2.6 Multi-machine collaboration capability
Facing increasingly complex tasks and application environments, the use mode of UAV systems has gradually evolved from a single platform to a more flexible multi-platform (manned/unmanned, unmanned/unmanned) collaborative operation mode. Therefore, the autonomous control system is also Corresponding multi-machine coordination capabilities must be established according to actual task requirements.
UAV systems with multi-aircraft coordination capabilities can complete some complex tasks that a single unmanned platform cannot accomplish, such as coordinated perception, coordinated attack, and coordinated interference. To realize this ability, it is necessary to solve the problems of complexity, distribution, heterogeneity, etc. This poses a series of challenges to the related communication, information processing, management and scheduling.
2.7 Fault tolerance
Fault tolerance is the ability to automatically/autonomously handle failures. The autonomous control system of drones should have a certain degree of fault tolerance and even repair capabilities for sudden system failures, battle losses, etc., so as to be able to autonomously handle failures in flight. Implementation provides effective protection.

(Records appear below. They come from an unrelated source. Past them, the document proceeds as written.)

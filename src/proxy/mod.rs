//! Local proxy listeners
//!
//! Provides:
//! - HTTP proxy server (CONNECT, Upgrade and plain requests)
//! - SOCKS5 proxy server (CONNECT)
//! - [`relay`]: the bidirectional splice both listeners end in
//!
//! Every accepted client moves through awaiting-request, dialing-target,
//! relaying and closed. Errors at any point go straight to closed.

#[cfg(feature = "socks5")]
mod socks5;

#[cfg(feature = "http-proxy")]
mod http;

mod relay;

#[cfg(feature = "socks5")]
pub use socks5::Socks5Server;

#[cfg(feature = "http-proxy")]
pub use http::HttpProxyServer;

pub use relay::{relay, RelayOutcome};

use crate::transport::{join_host_port, TransportError};
use std::fmt;
use std::net::{Ipv4Addr, Ipv6Addr};
use thiserror::Error;

/// Header carrying the auth token unless configured otherwise
pub const DEFAULT_AUTH_HEADER: &str = "X-Proxy-Auth-Token";

/// Proxy errors
#[derive(Debug, Error)]
pub enum ProxyError {
    #[error("IO error: {0}")]
    Io(#[from] std::io::Error),

    #[error("Invalid SOCKS version: {0}")]
    InvalidSocksVersion(u8),

    #[error("Unsupported command: {0}")]
    UnsupportedCommand(u8),

    #[error("Address type not supported: {0}")]
    UnsupportedAddressType(u8),

    #[error("Authentication failed")]
    AuthenticationFailed,

    #[error("Bad request: {0}")]
    BadRequest(String),

    #[error("Invalid address: {0}")]
    InvalidAddress(String),

    #[error("Dial failed: {0}")]
    Dial(#[from] TransportError),
}

/// Proxy target address
#[derive(Debug, Clone, PartialEq, Eq)]
pub enum Address {
    /// IPv4 address and port
    Ipv4([u8; 4], u16),
    /// IPv6 address and port
    Ipv6([u8; 16], u16),
    /// Domain name and port
    Domain(String, u16),
}

impl Address {
    /// Classify a host string
    pub fn new(host: &str, port: u16) -> Self {
        if let Ok(ip) = host.parse::<Ipv4Addr>() {
            Address::Ipv4(ip.octets(), port)
        } else if let Ok(ip) = host.parse::<Ipv6Addr>() {
            Address::Ipv6(ip.octets(), port)
        } else {
            Address::Domain(host.to_string(), port)
        }
    }

    /// Parse an authority (`host[:port]`), using `default_port` when the
    /// port is absent
    pub fn parse_authority(authority: &str, default_port: u16) -> Result<Self, ProxyError> {
        let invalid = || ProxyError::InvalidAddress(authority.to_string());

        // Bracketed IPv6, with or without port
        if let Some(rest) = authority.strip_prefix('[') {
            let (host, tail) = rest.split_once(']').ok_or_else(invalid)?;
            let port = match tail.strip_prefix(':') {
                Some(port) => port.parse().map_err(|_| invalid())?,
                None if tail.is_empty() => default_port,
                None => return Err(invalid()),
            };
            let ip: Ipv6Addr = host.parse().map_err(|_| invalid())?;
            return Ok(Address::Ipv6(ip.octets(), port));
        }

        let (host, port) = match authority.rsplit_once(':') {
            Some((host, port)) => (host, port.parse().map_err(|_| invalid())?),
            None => (authority, default_port),
        };
        if host.is_empty() || host.contains(':') {
            return Err(invalid());
        }
        Ok(Self::new(host, port))
    }

    /// Get the port
    pub fn port(&self) -> u16 {
        match self {
            Address::Ipv4(_, port) => *port,
            Address::Ipv6(_, port) => *port,
            Address::Domain(_, port) => *port,
        }
    }

    /// Host without brackets or port
    pub fn host(&self) -> String {
        match self {
            Address::Ipv4(ip, _) => Ipv4Addr::from(*ip).to_string(),
            Address::Ipv6(ip, _) => Ipv6Addr::from(*ip).to_string(),
            Address::Domain(domain, _) => domain.clone(),
        }
    }
}

impl fmt::Display for Address {
    fn fmt(&self, f: &mut fmt::Formatter<'_>) -> fmt::Result {
        write!(f, "{}", join_host_port(&self.host(), self.port()))
    }
}
//! Proxyless selection policy
//!
//! Decides per destination whether a direct, packet-manipulated dial is
//! worth trying, and falls back to the proxy chain when it is not or when
//! it fails.

mod dialer;
mod history;

pub use dialer::{config_fingerprint, FallbackDialer, ProxylessDialer};
pub use history::{AttemptHistory, AttemptReason, AttemptRecord, Outcome, DEFAULT_STALENESS};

In order to have fault tolerance, the corresponding functions of real-time detection, isolation, recovery and prediction of faults/errors must be established in the autonomous control system of UAVs, which are mainly realized through active fault tolerance and passive fault tolerance related technologies. For example, common fault tolerance methods include fault detection/diagnosis/isolation, system redundancy/backup, self-repair/reconfiguration control, system degradation processing, etc.
2.8 Learning to evolve
The ability to learn and evolve is one of the important manifestations of the high degree of intelligence of an autonomous control system. It refers to the ability to improve the relevant performance of the system through autonomous learning, correction and continuous evolution. Among them, learning refers to the processing, processing and refining of existing experience and information to form the knowledge that one has mastered; evolution refers to the continuous iterative optimization and improvement of one's own knowledge.
With the advancement of artificial intelligence and machine learning technology, autonomous drone control systems are expected to gradually have a certain degree of learning and evolution capabilities, especially for certain specific mission scenarios, such as autonomous air combat decision-making. The ALPHA autonomous air combat simulation system has demonstrated very powerful related capabilities. The engineering realization of learning and evolution capabilities is not far away, and it is worth looking forward to.
It needs to be emphasized that the above eight capability requirements of the UAV autonomous control system are not independent of each other, but the relationship of mutual penetration, interaction and mutual promotion, which should be considered in the process of system research, design and implementation. . The first four abilities mentioned are progressive, the former is the basis of the latter, and the latter is the purpose of the former; on the basis of the first four abilities, the task-oriented man-machine integration ability and multi-machine coordination ability can be realized; The ability of fault tolerance and learning and evolution can further improve the first six abilities. Only the coordinated development of the above-mentioned multiple capabilities can achieve and promote the realization and progress of the autonomous control system.